When I first cropped one of the screenshots of a plane fading from Charles de Gaulle airport in Paris, I formally connected it with Francis Bacon’s self-portrait. After juxtaposing both images, not only the shapes and the color palette were related: I suspected that there was a possible aesthetic connexion.
Bacon's gaze rests on his face like a brutal hand, trying to keep his essence. The brutal gesture, that movement of the hand, wrinkles the human face, hoping to find in it or behind it or through it something that has been hidden, like the algorithms do with heavy metals and the invisible passengers inside the planes. There is a contrast with the emotional and precise hand of the painter and the futile and systematic cloning style of the algorithm.
Deleuze (2002, p. 58-59) argued that Bacon had created a form of painting in which figures were emptied of all meaning, in which sensation was everything: “the extraordinary agitation of these heads is derived (…) from the forces of pressure, dilation, contraction, flattening, and elongation that are exerted on the immobile head. They are like the forces of the cosmos confronting an intergalactic traveler immobile in his capsule.”

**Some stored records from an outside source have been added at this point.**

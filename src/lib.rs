//! Build-time generators: GraphQL SDL from SQL migrations, and typed data
//! hooks from route configs.

pub mod config;
pub mod hooks;
pub mod js;
pub mod naming;
pub mod sdl;
pub mod sql;
pub mod zod;

pub use config::{HooksConfig, SdlConfig};
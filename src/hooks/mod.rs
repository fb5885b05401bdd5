//! Generates typed react-query hooks from route config files.

pub mod emit;
pub mod route;

use std::path::{Path, PathBuf};

use thiserror::Error;
use tracing::{error, info, warn};
use walkdir::{DirEntry, WalkDir};

use crate::config::HooksConfig;
use crate::js::ParseError;

pub use emit::HookWriter;
pub use route::{ConfigInfo, RouteInfo};

#[derive(Error, Debug)]
pub enum HookError {
    #[error("reading '{path}': {source}")]
    Read {
        path: PathBuf,
        source: std::io::Error,
    },

    #[error("parsing '{path}': {source}")]
    Parse { path: PathBuf, source: ParseError },

    #[error("writing '{path}': {source}")]
    Write {
        path: PathBuf,
        source: std::io::Error,
    },
}

/// What happened to one route config.
#[derive(Debug)]
pub enum Outcome {
    Written { output: PathBuf, routes: usize },
    /// No route definitions were recognized.
    Skipped,
}

#[derive(Debug, Default)]
pub struct GenerateSummary {
    pub written: Vec<PathBuf>,
    pub skipped: Vec<PathBuf>,
    pub failed: Vec<(PathBuf, HookError)>,
}

fn is_skipped_dir(entry: &DirEntry, config: &HooksConfig) -> bool {
    entry.depth() > 0
        && entry.file_type().is_dir()
        && entry.file_name().to_str().map_or(false, |name| {
            name.starts_with('.') || config.skip_dirs.iter().any(|skip| skip == name)
        })
}

/// Route config files under `root`: named `config.config_file_name` and
/// containing `config.marker`.
pub fn discover(root: &Path, config: &HooksConfig) -> Vec<PathBuf> {
    WalkDir::new(root)
        .sort_by_file_name()
        .into_iter()
        .filter_entry(|entry| !is_skipped_dir(entry, config))
        .filter_map(|entry| entry.ok())
        .filter(|entry| entry.file_type().is_file())
        .filter(|entry| entry.file_name().to_str() == Some(config.config_file_name.as_str()))
        .filter(|entry| has_marker(entry.path(), config))
        .map(|entry| entry.into_path())
        .collect()
}

fn has_marker(path: &Path, config: &HooksConfig) -> bool {
    match std::fs::read_to_string(path) {
        Ok(text) => text.contains(config.marker.as_str()),
        Err(err) => {
            warn!("⚠️  skipping unreadable {}: {}", path.display(), err);
            false
        }
    }
}

/// Where the hooks for `config_path` are written.
pub fn output_path(config_path: &Path, config: &HooksConfig) -> PathBuf {
    config_path
        .parent()
        .unwrap_or_else(|| Path::new(""))
        .join(&config.output_dir)
        .join(&config.output_file)
}

/// Generates the hooks file for one route config.
pub fn process_config(path: &Path, config: &HooksConfig) -> Result<Outcome, HookError> {
    let src = std::fs::read_to_string(path).map_err(|source| HookError::Read {
        path: path.to_path_buf(),
        source,
    })?;

    let info = route::read_config(path, &src, config).map_err(|source| HookError::Parse {
        path: path.to_path_buf(),
        source,
    })?;

    if info.routes.is_empty() {
        return Ok(Outcome::Skipped);
    }

    let output = output_path(path, config);
    if let Some(dir) = output.parent() {
        std::fs::create_dir_all(dir).map_err(|source| HookError::Write {
            path: dir.to_path_buf(),
            source,
        })?;
    }

    let text = HookWriter::new(&info, config).write();
    std::fs::write(&output, text).map_err(|source| HookError::Write {
        path: output.clone(),
        source,
    })?;

    Ok(Outcome::Written {
        output,
        routes: info.routes.len(),
    })
}

/// Generates hooks for every route config under `root`. A failure in one
/// config is logged and does not stop the others.
pub fn generate(root: &Path, config: &HooksConfig) -> GenerateSummary {
    let mut summary = GenerateSummary::default();
    let configs = discover(root, config);
    if configs.is_empty() {
        warn!("⚠️  no {} files found under {}", config.config_file_name, root.display());
    }

    for path in configs {
        match process_config(&path, config) {
            Ok(Outcome::Written { output, routes }) => {
                info!("✅ {} ({} hooks) -> {}", path.display(), routes, output.display());
                summary.written.push(output);
            }
            Ok(Outcome::Skipped) => {
                warn!("⚠️  no routes found in {}, skipping", path.display());
                summary.skipped.push(path);
            }
            Err(err) => {
                error!("❌ {}", err);
                summary.failed.push((path, err));
            }
        }
    }

    summary
}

The idea of deformation being subordinated to a body, of movement being subordinated to force and abstract being subordinated to figure described by Deleuze evidenced an aesthetic force in my fading planes.
In both cases, it is as if the bodies, reaching the limit of the barrier, eliminate a part of themselves and push themselves in a frantic attempt to escape from their container space. All that remains at the point of disjunction are circular voids.
︎︎︎ Deleuze, G., 2003 Francis Bacon: The logics of sensation, trans. D W Smith, Continuum, London, UK, original work published 1981.